European Union Ireland


Commenting on a paper published today which suggests that the UK government does not want any border posts between Northern Ireland and the Republic of Ireland post Brexit, Dr Andrew Dearden, BMA treasurer, said:

“We absolutely agree that we should maintain a soft border after Brexit to help ensure that cross-border health services and patient access to healthcare are not affected by leaving the EU. Introducing border restrictions would risk reversing this progress and damaging patient care.

“As separate health services, Northern Ireland and the Republic often do not have sufficient demand to provide cost-effective, highly specialist medical services, such as the all-island children’s cardiac service. The only viable way to provide these services to patients is to deliver them on an all-island basis, and to do this we would need to ensure that doctors and patients can move freely across the border.

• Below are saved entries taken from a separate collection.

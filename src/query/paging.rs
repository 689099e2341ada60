//! Paging parameter parsing
//!
//! Validates and normalizes page number and page size against configured
//! defaults and a maximum bound. Values arrive from the query string either
//! as integers or as digit strings; both normalize to integers.
//!
//! # Example
//!
//! ```rust
//! use portico_service::query::Paging;
//! use serde_json::json;
//!
//! let paging = Paging::default();
//!
//! let params = paging.parse(Some(&json!("2")), Some(&json!("50"))).unwrap();
//! assert_eq!(params.page_number, 2);
//! assert_eq!(params.page_size, 50);
//!
//! let params = paging.parse(None, None).unwrap();
//! assert_eq!(params.page_number, 1);
//! assert_eq!(params.page_size, 10);
//! ```

use serde::{Deserialize, Serialize};
use serde_json::Value;

use crate::error::PagingError;

/// Default number of records per page
pub const DEFAULT_PAGE_SIZE: u64 = 10;

/// Maximum number of records per page
pub const MAX_PAGE_SIZE: u64 = 100;

/// Parsed paging parameters
#[derive(Debug, Clone, Copy, PartialEq, Eq, Serialize, Deserialize)]
#[serde(rename_all = "camelCase")]
pub struct PagingParams {
    /// 1-indexed page number
    pub page_number: u64,
    /// Number of records per page, within `[1, max_page_size]`
    pub page_size: u64,
}

/// Paging parameter parser
///
/// # Example
///
/// ```rust
/// use portico_service::query::Paging;
/// use serde_json::json;
///
/// // Cap page size at 25, default to 5 when unspecified.
/// let paging = Paging::new(5, 25);
/// assert_eq!(paging.parse(None, None).unwrap().page_size, 5);
/// assert!(paging.parse(None, Some(&json!(26))).is_err());
/// ```
#[derive(Debug, Clone, Copy, PartialEq, Eq)]
pub struct Paging {
    default_page_size: u64,
    max_page_size: u64,
}

impl Default for Paging {
    fn default() -> Self {
        Self {
            default_page_size: DEFAULT_PAGE_SIZE,
            max_page_size: MAX_PAGE_SIZE,
        }
    }
}

impl Paging {
    /// Create a parser with the given default and maximum page sizes
    #[must_use]
    pub const fn new(default_page_size: u64, max_page_size: u64) -> Self {
        Self {
            default_page_size,
            max_page_size,
        }
    }

    /// Parse the requested page number and page size
    ///
    /// Both accept positive integers or all-digit strings; omitted values
    /// default to page 1 and the configured default size.
    ///
    /// # Errors
    ///
    /// Returns [`PagingError`] for non-numeric strings, floats, zero, and
    /// negative values, with the offending value embedded in the message, and
    /// for sizes above the configured maximum.
    pub fn parse(
        &self,
        requested_page: Option<&Value>,
        requested_size: Option<&Value>,
    ) -> Result<PagingParams, PagingError> {
        let page_number = match requested_page {
            Some(page) => parse_positive(page)
                .ok_or_else(|| PagingError::new(format!("Invalid page number {page}")))?,
            None => 1,
        };

        let page_size = match requested_size {
            Some(size) => parse_positive(size)
                .filter(|parsed| *parsed <= self.max_page_size)
                .ok_or_else(|| PagingError::new(format!("Invalid page size {size}")))?,
            None => self.default_page_size,
        };

        Ok(PagingParams {
            page_number,
            page_size,
        })
    }
}

/// Accept a positive integer or an all-digit string encoding one.
fn parse_positive(value: &Value) -> Option<u64> {
    match value {
        Value::Number(number) => number.as_u64().filter(|parsed| *parsed >= 1),
        Value::String(digits)
            if !digits.is_empty() && digits.bytes().all(|byte| byte.is_ascii_digit()) =>
        {
            digits.parse().ok().filter(|parsed: &u64| *parsed >= 1)
        }
        _ => None,
    }
}
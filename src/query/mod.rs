//! Query parameter parsing for list operations
//!
//! This module provides the three parsers behind the fetch-many operation:
//!
//! - [`Filter`]: converts requested filters into a structured
//!   field → operator → value mapping driven by [`FilterDefinition`]s
//! - [`Sort`]: validates the sort field against an allow-list and
//!   normalizes the direction
//! - [`Paging`]: validates and normalizes page number/size against
//!   defaults and a maximum bound
//!
//! Each parser is independent and usable outside the built-in operation
//! variants.
//!
//! # Example
//!
//! ```rust
//! use portico_service::query::{Filter, Paging, Sort};
//! use serde_json::json;
//!
//! let filter = Filter::new(vec!["status".into()]).unwrap();
//! let sort = Sort::new(["name"]);
//! let paging = Paging::default();
//!
//! let sort_params = sort.parse(Some("name"), Some("desc")).unwrap();
//! let paging_params = paging.parse(Some(&json!("2")), None).unwrap();
//! assert_eq!(paging_params.page_number, 2);
//! assert!(sort_params.is_some());
//! ```

mod filter;
mod paging;
mod sort;

pub use filter::{
    Filter, FilterClauses, FilterDefinition, FilterOperator, InternalName, ParsedFilters,
};
pub use paging::{Paging, PagingParams, DEFAULT_PAGE_SIZE, MAX_PAGE_SIZE};
pub use sort::{Sort, SortCriteria, SortParams};
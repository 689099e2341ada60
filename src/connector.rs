//! Data-access collaborator contract
//!
//! The framework never talks to storage itself; each operation variant
//! delegates to a caller-supplied [`DataConnector`]. The trait models a
//! capability set rather than a mandatory interface: every method has a
//! default implementation that fails with a [`ConfigurationError`], so a
//! connector implements only the operations it supports and a variant wired
//! against a missing capability surfaces integrator misconfiguration instead
//! of attempting a data operation.
//!
//! # Example
//!
//! ```rust
//! use portico_service::connector::{DataConnector, FetchParams};
//! use portico_service::error::HandlerResult;
//! use async_trait::async_trait;
//! use serde_json::{json, Value};
//!
//! struct UserStore;
//!
//! #[async_trait]
//! impl DataConnector for UserStore {
//!     async fn get(&self, params: FetchParams) -> HandlerResult<Vec<Value>> {
//!         let _ = params.page_size;
//!         Ok(vec![json!({"id": 1, "name": "Alice"})])
//!     }
//!     // get_one / insert_one / update_one fall back to configuration errors
//! }
//! ```

use async_trait::async_trait;
use serde::{Deserialize, Serialize};
use serde_json::Value;

use crate::error::{ConfigurationError, HandlerResult};
use crate::query::{ParsedFilters, SortCriteria, DEFAULT_PAGE_SIZE};

/// Parameters handed to [`DataConnector::get`] by the fetch-many variant
///
/// Combines the outputs of the filter, sort, and paging parsers. Serializes
/// with `camelCase` keys, matching the query-string vocabulary.
#[derive(Debug, Clone, PartialEq, Serialize, Deserialize)]
#[serde(rename_all = "camelCase")]
pub struct FetchParams {
    /// Field to sort by, when a sort was requested
    #[serde(skip_serializing_if = "Option::is_none")]
    pub sort_by: Option<String>,
    /// Sort direction, when a sort was requested
    #[serde(skip_serializing_if = "Option::is_none")]
    pub sort_criteria: Option<SortCriteria>,
    /// 1-indexed page number
    pub page_number: u64,
    /// Number of records per page
    pub page_size: u64,
    /// Structured filters: field → operator → value
    pub filters: ParsedFilters,
}

impl Default for FetchParams {
    fn default() -> Self {
        Self {
            sort_by: None,
            sort_criteria: None,
            page_number: 1,
            page_size: DEFAULT_PAGE_SIZE,
            filters: ParsedFilters::new(),
        }
    }
}

/// Duck-typed data-access collaborator
///
/// Implement the subset of methods your endpoints need. Records and bodies
/// are [`serde_json::Value`]: the framework passes data through without
/// imposing a schema.
#[async_trait]
pub trait DataConnector: Send + Sync {
    /// Fetch a page of records matching the given parameters
    async fn get(&self, params: FetchParams) -> HandlerResult<Vec<Value>> {
        let _ = params;
        Err(ConfigurationError::unsupported_operation("get").into())
    }

    /// Fetch a single record by id, `None` when absent
    async fn get_one(&self, id: &str) -> HandlerResult<Option<Value>> {
        let _ = id;
        Err(ConfigurationError::unsupported_operation("get_one").into())
    }

    /// Insert a record, returning its generated id (`None` signals failure)
    async fn insert_one(&self, data: Value) -> HandlerResult<Option<Value>> {
        let _ = data;
        Err(ConfigurationError::unsupported_operation("insert_one").into())
    }

    /// Update the record with the given id, returning the affected count
    async fn update_one(&self, id: &str, data: Value) -> HandlerResult<u64> {
        let _ = (id, data);
        Err(ConfigurationError::unsupported_operation("update_one").into())
    }
}
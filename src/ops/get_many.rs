//! Fetch-many operation variant

use std::future::Future;
use std::sync::Arc;

use async_trait::async_trait;
use futures::FutureExt;
use serde_json::Value;

use crate::api::ApiContext;
use crate::connector::{DataConnector, FetchParams};
use crate::error::{ConfigurationError, HandlerResult};
use crate::query::{Filter, FilterDefinition, Paging, Sort};

use super::{Operation, RecordHook, RecordsHook};

/// Fetch a filtered, sorted, paged list of records
///
/// `validate_data` parses the structured query string with the filter, sort,
/// and paging parsers and stores the resulting [`FetchParams`] on the context;
/// `process` hands them to the connector's `get`, optionally reshapes the
/// result (whole-list transform first, then per-record), and sets the array
/// body.
///
/// # Example
///
/// ```rust,ignore
/// let operation = GetMany::new()
///     .with_connector(ProductStore::new(pool))
///     .with_filters_definition(vec![
///         "status".into(),
///         FilterDefinition::new("minPrice")
///             .with_internal_name("price")
///             .with_operator(FilterOperator::GreaterOrEqual),
///     ])
///     .with_sortable_fields(["name", "price"]);
/// ```
#[derive(Default)]
pub struct GetMany {
    connector: Option<Arc<dyn DataConnector>>,
    filters_definition: Option<Vec<FilterDefinition>>,
    sortable_fields: Vec<String>,
    paging: Paging,
    format_records: Option<RecordsHook>,
    format_record: Option<RecordHook>,
}

impl GetMany {
    /// Create an unconfigured variant
    #[must_use]
    pub fn new() -> Self {
        Self {
            connector: None,
            filters_definition: None,
            sortable_fields: Vec::new(),
            paging: Paging::default(),
            format_records: None,
            format_record: None,
        }
    }

    /// Supply the data connector (must support `get`)
    #[must_use]
    pub fn with_connector(mut self, connector: impl DataConnector + 'static) -> Self {
        self.connector = Some(Arc::new(connector));
        self
    }

    /// Enable filter parsing with the given definitions
    ///
    /// Without a definition, requested filters are ignored entirely.
    #[must_use]
    pub fn with_filters_definition(mut self, definitions: Vec<FilterDefinition>) -> Self {
        self.filters_definition = Some(definitions);
        self
    }

    /// Allow sorting by the given fields
    #[must_use]
    pub fn with_sortable_fields<I, S>(mut self, fields: I) -> Self
    where
        I: IntoIterator<Item = S>,
        S: Into<String>,
    {
        self.sortable_fields = fields.into_iter().map(Into::into).collect();
        self
    }

    /// Override the default paging bounds
    #[must_use]
    pub fn with_paging(mut self, paging: Paging) -> Self {
        self.paging = paging;
        self
    }

    /// Transform the whole result list before it becomes the body
    #[must_use]
    pub fn with_format_records<F, Fut>(mut self, hook: F) -> Self
    where
        F: Fn(Vec<Value>) -> Fut + Send + Sync + 'static,
        Fut: Future<Output = HandlerResult<Vec<Value>>> + Send + 'static,
    {
        self.format_records = Some(Box::new(move |records| hook(records).boxed()));
        self
    }

    /// Transform each record before it becomes part of the body
    ///
    /// Runs after [`with_format_records`](GetMany::with_format_records).
    #[must_use]
    pub fn with_format_record<F, Fut>(mut self, hook: F) -> Self
    where
        F: Fn(Value) -> Fut + Send + Sync + 'static,
        Fut: Future<Output = HandlerResult<Value>> + Send + 'static,
    {
        self.format_record = Some(Box::new(move |record| hook(record).boxed()));
        self
    }
}

#[async_trait]
impl Operation for GetMany {
    async fn validate_data(&self, ctx: &mut ApiContext) -> HandlerResult<()> {
        let query = ctx.query().clone();
        let mut params = FetchParams::default();

        if let Some(definitions) = &self.filters_definition {
            let filter = Filter::new(definitions.clone())?;
            params.filters = filter.parse(query.get("filters").and_then(Value::as_object));
        }

        if let Some(sort_by) = query.get("sortBy").and_then(Value::as_str) {
            let sort = Sort::new(self.sortable_fields.iter().map(String::as_str));
            let criteria = query.get("sortCriteria").and_then(Value::as_str);
            if let Some(sort_params) = sort.parse(Some(sort_by), criteria)? {
                params.sort_by = Some(sort_params.sort_by);
                params.sort_criteria = Some(sort_params.sort_criteria);
            }
        }

        let paging = self
            .paging
            .parse(query.get("page"), query.get("pageSize"))?;
        params.page_number = paging.page_number;
        params.page_size = paging.page_size;

        ctx.extensions_mut().insert(params);
        Ok(())
    }

    async fn process(&self, ctx: &mut ApiContext) -> HandlerResult<()> {
        let connector = self
            .connector
            .as_ref()
            .ok_or_else(ConfigurationError::missing_connector)?;

        let params = ctx
            .extensions_mut()
            .remove::<FetchParams>()
            .unwrap_or_default();

        let mut records = connector.get(params).await?;

        if let Some(format_records) = &self.format_records {
            records = format_records(records).await?;
        }

        if let Some(format_record) = &self.format_record {
            let mut formatted = Vec::with_capacity(records.len());
            for record in records {
                formatted.push(format_record(record).await?);
            }
            records = formatted;
        }

        ctx.set_body(Value::Array(records));
        Ok(())
    }
}
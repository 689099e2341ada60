//! Operation variants for the standard CRUD endpoints
//!
//! An [`Operation`] is a strategy object the lifecycle orchestrator drives:
//! optional validation hooks followed by a mandatory `process` step. The four
//! built-in variants cover the usual gateway endpoints:
//!
//! - [`GetMany`]: fetch a filtered, sorted, paged list
//! - [`GetOne`]: fetch a single record by path id
//! - [`CreateOne`]: insert a record from the request body
//! - [`UpdateOne`]: update the record addressed by the path id
//!
//! Variants are configured by composition (builder methods supply the data
//! connector and optional hooks) rather than by subclassing a request type.
//! Each hook is resolved once when the variant is built; at request time the
//! variant only checks `Option`s.
//!
//! # Example
//!
//! ```rust,ignore
//! use portico_service::ops::GetMany;
//! use portico_service::handler::ApiHandler;
//!
//! let operation = GetMany::new()
//!     .with_connector(UserStore::new())
//!     .with_filters_definition(vec!["status".into()])
//!     .with_sortable_fields(["name", "created_at"]);
//!
//! let handler = ApiHandler::new(operation);
//! let response = handler.handle(event).await?;
//! ```

mod create_one;
mod get_many;
mod get_one;
mod update_one;

pub use create_one::CreateOne;
pub use get_many::GetMany;
pub use get_one::GetOne;
pub use update_one::UpdateOne;

use async_trait::async_trait;
use futures::future::BoxFuture;
use serde_json::Value;

use crate::api::ApiContext;
use crate::error::HandlerResult;

/// Async hook transforming a single record
pub(crate) type RecordHook =
    Box<dyn Fn(Value) -> BoxFuture<'static, HandlerResult<Value>> + Send + Sync>;

/// Async hook transforming the whole result list
pub(crate) type RecordsHook =
    Box<dyn Fn(Vec<Value>) -> BoxFuture<'static, HandlerResult<Vec<Value>>> + Send + Sync>;

/// Synchronous request-body validator
pub(crate) type BodyValidator = Box<dyn Fn(&Value) -> HandlerResult<()> + Send + Sync>;

/// Async hook invoked after a successful insert with the generated id
pub(crate) type InsertedHook =
    Box<dyn Fn(Value) -> BoxFuture<'static, HandlerResult<()>> + Send + Sync>;

/// Async hook invoked after a successful update with `(id, data)`
pub(crate) type UpdatedHook =
    Box<dyn Fn(String, Value) -> BoxFuture<'static, HandlerResult<()>> + Send + Sync>;

/// A processing strategy driven by the lifecycle orchestrator
///
/// The three validation hooks default to no-ops; a variant overrides the ones
/// it needs. `process` is mandatory. All steps receive the mutable
/// [`ApiContext`] and run strictly in sequence; see [`crate::handler`] for
/// the failure-to-response mapping.
#[async_trait]
pub trait Operation: Send + Sync {
    /// Validate request data (query parameters, body) before processing
    async fn validate_data(&self, ctx: &mut ApiContext) -> HandlerResult<()> {
        let _ = ctx;
        Ok(())
    }

    /// Validate request headers before processing
    async fn validate_headers(&self, ctx: &mut ApiContext) -> HandlerResult<()> {
        let _ = ctx;
        Ok(())
    }

    /// Generic validation step, runs after the data and header validators
    async fn validate(&self, ctx: &mut ApiContext) -> HandlerResult<()> {
        let _ = ctx;
        Ok(())
    }

    /// Perform the operation and populate the response on the context
    async fn process(&self, ctx: &mut ApiContext) -> HandlerResult<()>;
}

“Over the last two decades, a significant growth in the provision of all-island healthcare has improved care for patients and allowed both Northern Ireland and the Republic to retain highly trained doctors, who otherwise may not have had the patient demand necessary to warrant their full-time expertise.”


Notes to editors

  1. The BMA has previously warned that cross-border health services and patient access to healthcare, including the cooperation of emergency services and other organisations in response to major emergencies and public health risks, must not be impeded following Brexit.
  2. The BMA is also calling on the UK government to safeguard the future of vital health services by ensuring that doctors in Northern Ireland and the Republic of Ireland maintain the ability to move freely between both countries, and that mutual recognition of professional qualifications between Northern Ireland and the Republic of Ireland continues.
  3. Cross-border co-operation with regards to healthcare has increased in recent years. Figures show that between 2003 and 2015, more than €40m was invested in cross-border health and social care initiatives via CAWT (Co-operation and Working Together), with additional projects amounting to €53m submitted in relation to acute hospital services, prevention and early intervention, tackling health inequalities and other services.